The momentum chasers ripped this thing up above 16000 before the destruction eventually began. We saw a volatile 20% correction in just two short weeks – but that’s what happens after a big move like this. I would argue that the sell-off was both normal and well-deserved. During that correction in Japanese stocks, the Yen saw a monster rally. The negative correlation between Japanese Stocks and their currency has been off the charts over the last year. Apparently the central bank over there is like our Fed on steroids. But that’s not my expertise and I’ll leave that alone for now. Either way, the numbers don’t lie – the negative correlation between the two is nothing to ignore.
So here’s what’s happened since the monster rally and ensuing 20% correction: a whole lot of nothing. Less than nothing. Both the Nikkei 225 and the USD/JPY cross have been consolidating for over six months in a symmetrical triangle with well-defined converging trendlines. Here is what they look like (not a coincidence they’re mirror images):
Now here’s the thing. When technicians look at these charts, we’re trained to presume that the consolidation will eventually breakout in the direction of the underlying trend, which in these two cases would be to the upside of course. But it’s not just us in the chart community, the fundamental guys are all over this one as well. In fact, I can’t find a single person that doesn’t think these two charts break out to the upside. It’s almost like blasphemy if I bring up even the possibility of a sell-off in Japanese Stocks or a rally in Yen.
And that’s when things get interesting…. (see: Is Apple Stock About to Crash?)
So now that we know these charts are “obvious buys” and we can’t find anyone to disagree, let’s play a little devil’s advocate….I mean just for fun….
One of the things that we pride ourselves on at Eagle Bay Capital is the ability to analyze securities on multiple timeframes.
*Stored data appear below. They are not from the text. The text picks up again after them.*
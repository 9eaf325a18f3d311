// In-memory WorkflowStore with watch notifications

use async_trait::async_trait;
use chrono::Utc;
use futures::stream::{self, StreamExt};
use k8s_openapi::apimachinery::pkg::apis::meta::v1::Time;
use kube::runtime::watcher::Event;
use std::collections::BTreeMap;
use std::sync::atomic::{AtomicU64, Ordering};
use std::sync::{Arc, PoisonError, RwLock, RwLockReadGuard, RwLockWriteGuard};
use tokio::sync::broadcast::{self, error::RecvError};
use tracing::{debug, warn};

use super::{WatchStream, WorkflowStore};
use crate::api::{Workflow, WorkflowRef, DEFAULT_NAMESPACE};
use crate::error::StoreError;

const WATCH_CAPACITY: usize = 256;

type Objects = Arc<RwLock<BTreeMap<(String, String), Workflow>>>;

fn slot(key: &WorkflowRef) -> (String, String) {
    (
        key.namespace
            .clone()
            .unwrap_or_else(|| DEFAULT_NAMESPACE.to_string()),
        key.name.clone(),
    )
}

fn resource_version(workflow: &Workflow) -> String {
    workflow.metadata.resource_version.clone().unwrap_or_default()
}

fn bump(workflow: &mut Workflow) {
    let next = workflow
        .metadata
        .resource_version
        .as_deref()
        .and_then(|rv| rv.parse::<u64>().ok())
        .unwrap_or(0)
        + 1;
    workflow.metadata.resource_version = Some(next.to_string());
}

#[derive(Debug)]
pub struct MemoryStore {
    objects: Objects,
    events: broadcast::Sender<Event<Workflow>>,
    status_writes: AtomicU64,
}

impl Default for MemoryStore {
    fn default() -> Self {
        Self::new()
    }
}

impl MemoryStore {
    pub fn new() -> Self {
        let (events, _) = broadcast::channel(WATCH_CAPACITY);
        Self {
            objects: Arc::new(RwLock::new(BTreeMap::new())),
            events,
            status_writes: AtomicU64::new(0),
        }
    }

    /// Number of successful `update_status` calls
    pub fn status_writes(&self) -> u64 {
        self.status_writes.load(Ordering::Relaxed)
    }

    fn read(&self) -> RwLockReadGuard<'_, BTreeMap<(String, String), Workflow>> {
        self.objects.read().unwrap_or_else(PoisonError::into_inner)
    }

    fn write(&self) -> RwLockWriteGuard<'_, BTreeMap<(String, String), Workflow>> {
        self.objects.write().unwrap_or_else(PoisonError::into_inner)
    }

    fn notify(&self, event: Event<Workflow>) {
        // No receivers is fine; nobody is watching yet
        let _ = self.events.send(event);
    }

    fn check_version(stored: &Workflow, incoming: &Workflow) -> Result<(), StoreError> {
        if stored.metadata.resource_version != incoming.metadata.resource_version {
            return Err(StoreError::Conflict {
                key: incoming.key(),
                resource_version: resource_version(incoming),
            });
        }
        Ok(())
    }
}

/// Init, one InitApply per stored object, InitDone
fn relist(objects: &Objects) -> Vec<Event<Workflow>> {
    let objects = objects.read().unwrap_or_else(PoisonError::into_inner);
    let mut events = Vec::with_capacity(objects.len() + 2);
    events.push(Event::Init);
    events.extend(objects.values().cloned().map(Event::InitApply));
    events.push(Event::InitDone);
    events
}

struct WatchState {
    events: broadcast::Receiver<Event<Workflow>>,
    objects: Objects,
    relist: bool,
}

#[async_trait]
impl WorkflowStore for MemoryStore {
    async fn get(&self, key: &WorkflowRef) -> Result<Workflow, StoreError> {
        self.read()
            .get(&slot(key))
            .cloned()
            .ok_or_else(|| StoreError::NotFound(key.clone()))
    }

    async fn list(&self) -> Result<Vec<Workflow>, StoreError> {
        Ok(self.read().values().cloned().collect())
    }

    async fn create(&self, mut workflow: Workflow) -> Result<Workflow, StoreError> {
        if workflow.metadata.namespace.is_none() {
            workflow.metadata.namespace = Some(DEFAULT_NAMESPACE.to_string());
        }
        let key = workflow.key();
        {
            let mut objects = self.write();
            if objects.contains_key(&slot(&key)) {
                return Err(StoreError::AlreadyExists(key));
            }

            workflow.metadata.resource_version = Some("1".to_string());
            workflow.metadata.creation_timestamp = Some(Time(Utc::now()));
            workflow.metadata.deletion_timestamp = None;
            objects.insert(slot(&key), workflow.clone());
        }

        debug!(workflow = %key, "workflow created");
        self.notify(Event::Apply(workflow.clone()));
        Ok(workflow)
    }

    async fn update(&self, workflow: Workflow) -> Result<Workflow, StoreError> {
        let key = workflow.key();
        let (updated, event) = {
            let mut objects = self.write();
            let stored = objects
                .get_mut(&slot(&key))
                .ok_or_else(|| StoreError::NotFound(key.clone()))?;
            Self::check_version(stored, &workflow)?;

            stored.spec = workflow.spec;
            stored.status = workflow.status;
            stored.metadata.finalizers = workflow.metadata.finalizers;
            bump(stored);

            // Dropping the last finalizer of a deleting object completes the delete
            let finished = stored.is_deleting()
                && stored.metadata.finalizers.as_ref().map_or(true, Vec::is_empty);
            if finished {
                let removed = objects
                    .remove(&slot(&key))
                    .ok_or_else(|| StoreError::NotFound(key.clone()))?;
                (removed.clone(), Event::Delete(removed))
            } else {
                (stored.clone(), Event::Apply(stored.clone()))
            }
        };

        self.notify(event);
        Ok(updated)
    }

    async fn update_status(&self, workflow: Workflow) -> Result<Workflow, StoreError> {
        let key = workflow.key();
        let updated = {
            let mut objects = self.write();
            let stored = objects
                .get_mut(&slot(&key))
                .ok_or_else(|| StoreError::NotFound(key.clone()))?;
            Self::check_version(stored, &workflow)?;

            stored.status = workflow.status;
            bump(stored);
            stored.clone()
        };

        self.status_writes.fetch_add(1, Ordering::Relaxed);
        debug!(
            workflow = %key,
            resource_version = %resource_version(&updated),
            "workflow status updated"
        );
        self.notify(Event::Apply(updated.clone()));
        Ok(updated)
    }

    async fn delete(&self, key: &WorkflowRef) -> Result<(), StoreError> {
        let event = {
            let mut objects = self.write();
            let stored = objects
                .get_mut(&slot(key))
                .ok_or_else(|| StoreError::NotFound(key.clone()))?;

            let has_finalizers = stored
                .metadata
                .finalizers
                .as_ref()
                .is_some_and(|f| !f.is_empty());
            if has_finalizers {
                if stored.is_deleting() {
                    return Ok(());
                }
                stored.metadata.deletion_timestamp = Some(Time(Utc::now()));
                bump(stored);
                Event::Apply(stored.clone())
            } else {
                let removed = objects
                    .remove(&slot(key))
                    .ok_or_else(|| StoreError::NotFound(key.clone()))?;
                debug!(workflow = %key, "workflow deleted");
                Event::Delete(removed)
            }
        };

        self.notify(event);
        Ok(())
    }

    fn watch(&self) -> WatchStream {
        let state = WatchState {
            events: self.events.subscribe(),
            objects: Arc::clone(&self.objects),
            relist: true,
        };

        stream::unfold(state, |mut state| async move {
            let batch = if state.relist {
                state.relist = false;
                relist(&state.objects)
            } else {
                match state.events.recv().await {
                    Ok(event) => vec![event],
                    Err(RecvError::Lagged(missed)) => {
                        warn!(missed, "Workflow watch lagged, relisting");
                        relist(&state.objects)
                    }
                    Err(RecvError::Closed) => return None,
                }
            };
            Some((batch, state))
        })
        .flat_map(|batch| stream::iter(batch.into_iter().map(Ok)))
        .boxed()
    }
}

#[cfg(test)]
mod tests {
    use super::*;
    use crate::api::{WorkflowSpec, WorkflowState, WorkflowStatus};

    fn workflow(name: &str) -> Workflow {
        Workflow::namespaced(
            "default",
            name,
            WorkflowSpec {
                desired_state: WorkflowState::Proposal,
                dw_directives: vec!["#DW Proposal action=complete".to_string()],
                ..Default::default()
            },
        )
    }

    fn key(name: &str) -> WorkflowRef {
        WorkflowRef::new(name).within("default")
    }

    #[tokio::test]
    async fn test_create_and_get() {
        let store = MemoryStore::new();
        let created = store.create(workflow("wf-a")).await.unwrap();
        assert_eq!(created.metadata.resource_version.as_deref(), Some("1"));
        assert!(created.metadata.creation_timestamp.is_some());

        let fetched = store.get(&created.key()).await.unwrap();
        assert_eq!(fetched, created);

        let err = store.create(workflow("wf-a")).await.unwrap_err();
        assert_eq!(err, StoreError::AlreadyExists(created.key()));
    }

    #[tokio::test]
    async fn test_create_defaults_namespace() {
        let store = MemoryStore::new();
        let created = store
            .create(Workflow::new("bare", WorkflowSpec::default()))
            .await
            .unwrap();
        assert_eq!(created.metadata.namespace.as_deref(), Some("default"));
        assert!(store.get(&key("bare")).await.is_ok());
    }

    #[tokio::test]
    async fn test_get_missing() {
        let store = MemoryStore::new();
        let err = store.get(&key("nope")).await.unwrap_err();
        assert!(err.is_not_found());
    }

    #[tokio::test]
    async fn test_stale_update_conflicts() {
        let store = MemoryStore::new();
        let created = store.create(workflow("wf-b")).await.unwrap();

        let mut first = created.clone();
        first.status = Some(WorkflowStatus {
            ready: true,
            ..Default::default()
        });
        let updated = store.update_status(first).await.unwrap();
        assert_eq!(updated.metadata.resource_version.as_deref(), Some("2"));
        assert_eq!(store.status_writes(), 1);

        let mut stale = created;
        stale.status = Some(WorkflowStatus {
            message: "late".to_string(),
            ..Default::default()
        });
        let err = store.update_status(stale).await.unwrap_err();
        assert_eq!(
            err,
            StoreError::Conflict {
                key: key("wf-b"),
                resource_version: "1".to_string(),
            }
        );
        assert_eq!(store.status_writes(), 1);
    }

    #[tokio::test]
    async fn test_update_status_leaves_spec_alone() {
        let store = MemoryStore::new();
        let created = store.create(workflow("wf-c")).await.unwrap();

        let mut changed = created.clone();
        changed.spec.dw_directives.clear();
        changed.status = Some(WorkflowStatus {
            message: "hello".to_string(),
            ..Default::default()
        });
        let updated = store.update_status(changed).await.unwrap();

        assert_eq!(updated.spec, created.spec);
        assert_eq!(updated.status.unwrap().message, "hello");
    }

    #[tokio::test]
    async fn test_delete_without_finalizers_removes() {
        let store = MemoryStore::new();
        let created = store.create(workflow("wf-d")).await.unwrap();
        store.delete(&created.key()).await.unwrap();
        assert!(store.get(&created.key()).await.unwrap_err().is_not_found());
    }

    #[tokio::test]
    async fn test_delete_with_finalizers_marks_deleting() {
        let store = MemoryStore::new();
        let mut wf = workflow("wf-e");
        wf.metadata.finalizers = Some(vec!["dws/finalizer".to_string()]);
        let created = store.create(wf).await.unwrap();

        store.delete(&created.key()).await.unwrap();
        let deleting = store.get(&created.key()).await.unwrap();
        assert!(deleting.is_deleting());

        // Clearing the finalizer finishes the delete
        let mut cleared = deleting;
        cleared.metadata.finalizers = None;
        store.update(cleared).await.unwrap();
        assert!(store.get(&created.key()).await.unwrap_err().is_not_found());
    }

    #[tokio::test]
    async fn test_watch_lists_then_follows_changes() {
        let store = MemoryStore::new();
        let existing = store.create(workflow("wf-f")).await.unwrap();
        let mut events = store.watch();

        assert!(matches!(events.next().await, Some(Ok(Event::Init))));
        match events.next().await {
            Some(Ok(Event::InitApply(wf))) => assert_eq!(wf.key(), existing.key()),
            other => panic!("unexpected event {other:?}"),
        }
        assert!(matches!(events.next().await, Some(Ok(Event::InitDone))));

        let mut changed = existing.clone();
        changed.status = Some(WorkflowStatus {
            ready: true,
            ..Default::default()
        });
        store.update_status(changed).await.unwrap();
        store.delete(&existing.key()).await.unwrap();

        match events.next().await {
            Some(Ok(Event::Apply(wf))) => assert!(wf.is_ready()),
            other => panic!("unexpected event {other:?}"),
        }
        match events.next().await {
            Some(Ok(Event::Delete(wf))) => assert_eq!(wf.key(), existing.key()),
            other => panic!("unexpected event {other:?}"),
        }
    }
}
//! Config store: type registration, loading and merging.
//!
//! The store owns the registered config types and the loader registry. Loading
//! a type resolves its files, runs each file through the loader for its
//! extension (and the type's transform, when set) and folds mapping results
//! into the type's data. Merging folds the data of several types, in the order
//! requested, into one value.

mod selection;

#[cfg(test)]
mod tests;

use crate::loader::{Loader, LoaderRegistry};
use crate::merge::ValueMerger;
use crate::resolver::{self, GlobService, WalkGlobService};
use crate::types::TypeRecord;
use crate::{ConfigError, ConfigFile, ConfigType, StoreConfig, TypeSettings};
use log::{debug, info};
use serde_json::{Map, Value, json};
use std::collections::HashMap;
use std::fmt;
use std::sync::Arc;

pub use selection::TypeSelection;

/// Registry of named config types plus the loaders used to read them.
pub struct ConfigStore {
    config: StoreConfig,
    merger: ValueMerger,
    loaders: LoaderRegistry,
    glob: Arc<dyn GlobService>,
    types: HashMap<String, ConfigType>,
    /// Type names in registration order.
    order: Vec<String>,
}

impl Default for ConfigStore {
    fn default() -> Self {
        Self::with_registry(StoreConfig::default(), LoaderRegistry::with_builtins())
    }
}

impl ConfigStore {
    /// Create a store from store-level settings.
    pub fn new(config: StoreConfig) -> Result<Self, ConfigError> {
        let mut loaders = LoaderRegistry::new();
        if config.builtin_loaders {
            loaders.register_builtins();
        }
        if let Some(module_loader) = &config.module_loader {
            loaders.register_module_loader(&config.module_extensions, module_loader.clone())?;
        }
        Ok(Self::with_registry(config, loaders))
    }

    fn with_registry(config: StoreConfig, loaders: LoaderRegistry) -> Self {
        let glob = config
            .glob_service
            .clone()
            .unwrap_or_else(|| Arc::new(WalkGlobService::new()));
        Self {
            merger: ValueMerger::new(config.array_policy),
            config,
            loaders,
            glob,
            types: HashMap::new(),
            order: Vec::new(),
        }
    }

    /// Store-level settings.
    pub fn config(&self) -> &StoreConfig {
        &self.config
    }

    /// Merger used for registration, loading and merging.
    pub fn merger(&self) -> ValueMerger {
        self.merger
    }

    /// Loader registry.
    pub fn loaders(&self) -> &LoaderRegistry {
        &self.loaders
    }

    /// Register `loader` for `extension` (with or without the leading dot).
    pub fn loader<L>(&mut self, extension: &str, loader: L) -> Result<&mut Self, ConfigError>
    where
        L: Loader + 'static,
    {
        self.loaders.register(extension, Arc::new(loader))?;
        Ok(self)
    }

    /// Register or replace the config type `name`.
    ///
    /// The stored record is built by merging, in increasing precedence, the
    /// built-in defaults, the store-level settings and `settings`. Patterns
    /// from the store are unioned with the type's own.
    pub fn set_type(
        &mut self,
        name: &str,
        settings: TypeSettings,
    ) -> Result<&mut Self, ConfigError> {
        if name.trim().is_empty() {
            return Err(ConfigError::Validation(
                "expected type to be a non-empty string".to_string(),
            ));
        }

        let defaults = json!({ "patterns": [], "options": {}, "files": [], "data": {} });
        let store_layer = settings_layer(&self.config.patterns, &self.config.options, None)?;
        let type_layer =
            settings_layer(&settings.patterns, &settings.options, settings.data.as_ref())?;
        let merged = self.merger.merge(&defaults, [&store_layer, &type_layer]);
        let mut record: TypeRecord = serde_json::from_value(merged)?;
        record.options.cwd = settings
            .options
            .cwd
            .or_else(|| self.config.options.cwd.clone());

        if record.patterns.is_empty() {
            return Err(ConfigError::Validation(format!(
                "expected patterns for config type \"{name}\" to contain at least one glob"
            )));
        }

        let config_type = ConfigType {
            name: name.to_string(),
            patterns: record.patterns,
            options: record.options,
            filter: settings.filter.or_else(|| self.config.filter.clone()),
            load: settings.load.or_else(|| self.config.load.clone()),
            files: Vec::new(),
            data: record.data.clone(),
            seed: record.data,
        };
        debug!(
            "registered config type (name={}, patterns={})",
            name,
            config_type.patterns.join(", ")
        );

        if !self.types.contains_key(name) {
            self.order.push(name.to_string());
        }
        self.types.insert(name.to_string(), config_type);
        Ok(self)
    }

    /// Registered config type `name`.
    pub fn get_type(&self, name: &str) -> Result<&ConfigType, ConfigError> {
        self.types
            .get(name)
            .ok_or_else(|| ConfigError::UnknownType(name.to_string()))
    }

    /// Register `name` when `settings` is given, then return the stored type.
    pub fn config_type(
        &mut self,
        name: &str,
        settings: Option<TypeSettings>,
    ) -> Result<&ConfigType, ConfigError> {
        if let Some(settings) = settings {
            self.set_type(name, settings)?;
        }
        self.get_type(name)
    }

    /// Registered type names, in registration order.
    pub fn type_names(&self) -> &[String] {
        &self.order
    }

    /// Registered types, in registration order.
    pub fn types(&self) -> impl Iterator<Item = &ConfigType> {
        self.order.iter().filter_map(|name| self.types.get(name))
    }

    /// Resolve the files currently matched by type `name`.
    pub fn resolve(&self, name: &str) -> Result<Vec<ConfigFile>, ConfigError> {
        let config_type = self.get_type(name)?;
        let files = resolver::resolve_files(config_type, self.glob.as_ref())?;
        debug!("resolved config type (name={}, files={})", name, files.len());
        if let Some(on_resolved) = &self.config.on_resolved {
            on_resolved(name, &files);
        }
        Ok(files)
    }

    /// Resolve and load type `name`, replacing its files and data.
    ///
    /// Data restarts from the registered seed on every call. A failing file
    /// aborts the load; files processed before it stay merged.
    pub fn load_type(&mut self, name: &str) -> Result<&ConfigType, ConfigError> {
        let files = self.resolve(name)?;
        let merger = self.merger;
        let loaders = &self.loaders;
        let config_type = self
            .types
            .get_mut(name)
            .ok_or_else(|| ConfigError::UnknownType(name.to_string()))?;

        config_type.data = config_type.seed.clone();
        config_type.files = files;

        for idx in 0..config_type.files.len() {
            let extension = config_type.files[idx].extname();
            let loader = loaders.require(&extension)?;
            let raw = loader.load(&config_type.files[idx], config_type)?;
            config_type.files[idx].data = raw;

            if let Some(transform) = config_type.load.clone() {
                let transformed = transform(&config_type.files[idx], config_type)?;
                config_type.files[idx].data = transformed;
            }

            let file = &config_type.files[idx];
            if !file.data.is_object() {
                debug!(
                    "skipping non-mapping config value (path={})",
                    file.path.display()
                );
                continue;
            }
            let merged = merger.merge_pair(&config_type.data, &file.data);
            config_type.data = merged;
        }

        info!(
            "loaded config type (name={}, files={})",
            name,
            config_type.files.len()
        );
        Ok(config_type)
    }

    /// Load the selected types, in selection order.
    pub fn load(
        &mut self,
        selection: impl Into<TypeSelection>,
    ) -> Result<LoadedTypes, ConfigError> {
        let names = selection.into().expand(&self.order);
        let mut types = Vec::with_capacity(names.len());
        for name in &names {
            types.push(self.load_type(name)?.clone());
        }
        Ok(LoadedTypes {
            types,
            merger: self.merger,
        })
    }

    /// Load the selected types and merge their data in selection order.
    pub fn merge(&mut self, selection: impl Into<TypeSelection>) -> Result<Value, ConfigError> {
        self.merge_by(selection, |config_type| config_type.data.clone())
    }

    /// Load the selected types and merge `selector(type)` in selection order.
    pub fn merge_by<F>(
        &mut self,
        selection: impl Into<TypeSelection>,
        selector: F,
    ) -> Result<Value, ConfigError>
    where
        F: Fn(&ConfigType) -> Value,
    {
        let loaded = self.load(selection)?;
        let merged = loaded.merge_by(selector);
        info!("merged config types (types={})", loaded.len());
        Ok(merged)
    }

    /// Merge the selected types over `defaults`, which act as the lowest layer.
    pub fn merge_over(
        &mut self,
        selection: impl Into<TypeSelection>,
        defaults: &Value,
    ) -> Result<Value, ConfigError> {
        let merged = self.merge(selection)?;
        Ok(self.merger.merge_pair(defaults, &merged))
    }
}

impl fmt::Debug for ConfigStore {
    fn fmt(&self, f: &mut fmt::Formatter<'_>) -> fmt::Result {
        f.debug_struct("ConfigStore")
            .field("config", &self.config)
            .field("loaders", &self.loaders)
            .field("types", &self.order)
            .finish()
    }
}

/// Types returned by [`ConfigStore::load`], in the order they were requested.
#[derive(Debug, Clone)]
pub struct LoadedTypes {
    types: Vec<ConfigType>,
    merger: ValueMerger,
}

impl LoadedTypes {
    /// Loaded type `name`, if it was requested.
    pub fn get(&self, name: &str) -> Option<&ConfigType> {
        self.types.iter().find(|config_type| config_type.name == name)
    }

    /// Loaded types in request order.
    pub fn iter(&self) -> impl Iterator<Item = &ConfigType> {
        self.types.iter()
    }

    /// Requested names in order.
    pub fn names(&self) -> Vec<&str> {
        self.types.iter().map(|config_type| config_type.name.as_str()).collect()
    }

    /// Number of loaded types.
    pub fn len(&self) -> usize {
        self.types.len()
    }

    /// Whether no types were loaded.
    pub fn is_empty(&self) -> bool {
        self.types.is_empty()
    }

    /// Merge the data of the loaded types in request order.
    pub fn merge(&self) -> Value {
        self.merge_by(|config_type| config_type.data.clone())
    }

    /// Merge `selector(type)` for the loaded types in request order.
    pub fn merge_by<F>(&self, selector: F) -> Value
    where
        F: Fn(&ConfigType) -> Value,
    {
        self.types
            .iter()
            .fold(Value::Object(Map::new()), |acc, config_type| {
                self.merger.merge_pair(&acc, &selector(config_type))
            })
    }
}

impl<'a> IntoIterator for &'a LoadedTypes {
    type Item = &'a ConfigType;
    type IntoIter = std::slice::Iter<'a, ConfigType>;

    fn into_iter(self) -> Self::IntoIter {
        self.types.iter()
    }
}

/// Build one registration layer; empty patterns are left out so they never
/// shadow a lower layer.
///
/// `cwd` stays out of the layer since paths need not be valid UTF-8; the
/// caller carries it across separately.
fn settings_layer(
    patterns: &[String],
    options: &crate::TypeOptions,
    data: Option<&Value>,
) -> Result<Value, ConfigError> {
    let mut layer = Map::new();
    if !patterns.is_empty() {
        layer.insert("patterns".to_string(), json!(patterns));
    }
    let options = crate::TypeOptions {
        cwd: None,
        ignore: options.ignore.clone(),
        extra: options.extra.clone(),
    };
    layer.insert("options".to_string(), serde_json::to_value(&options)?);
    if let Some(data) = data {
        layer.insert("data".to_string(), data.clone());
    }
    Ok(Value::Object(layer))
}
We start with longer-term weekly & monthly charts and work our way all the way down to 10-minute candles for entries and exits. This to me is the only way to analyze markets. Otherwise, I believe you’re limiting yourself big time. Here’s what I mean. Sure, the daily bars in the charts up above are sexy as hell – no arguments here. But the monthly’s don’t have that kind of sex appeal. We’re basically going from Kate Upton to Rickie Incognito.
This is a 25-year monthly chart of Nikkei 225 showing the 2013 rally in the first half of the year topping out at a mufti-decade long downtrend line. Should we be surprised that this is where it stalled? Would it be responsible of us as market participants to just assume that we’re going to breakout of a multi-decade downtrend, just like that?
Now, it gets better. Here is a monthly logarithmic scale chart of Dollar/Yen going back to the 1980s. We find ourselves in a similar predicament as the Nikkei runs into a multi-decade long downtrend line. But to make matters worse, we are also running into what was formerly key support late in 1999 and again in early 2005. If we’ve learning anything in technical analysis is that former support should become at least some resistance. So with all that in mind, would it be responsible of us as market participants to just assume that Dollar/Yen is going to breakout of a 30 year downtrend AND break through former support on the first retest in almost 5 years?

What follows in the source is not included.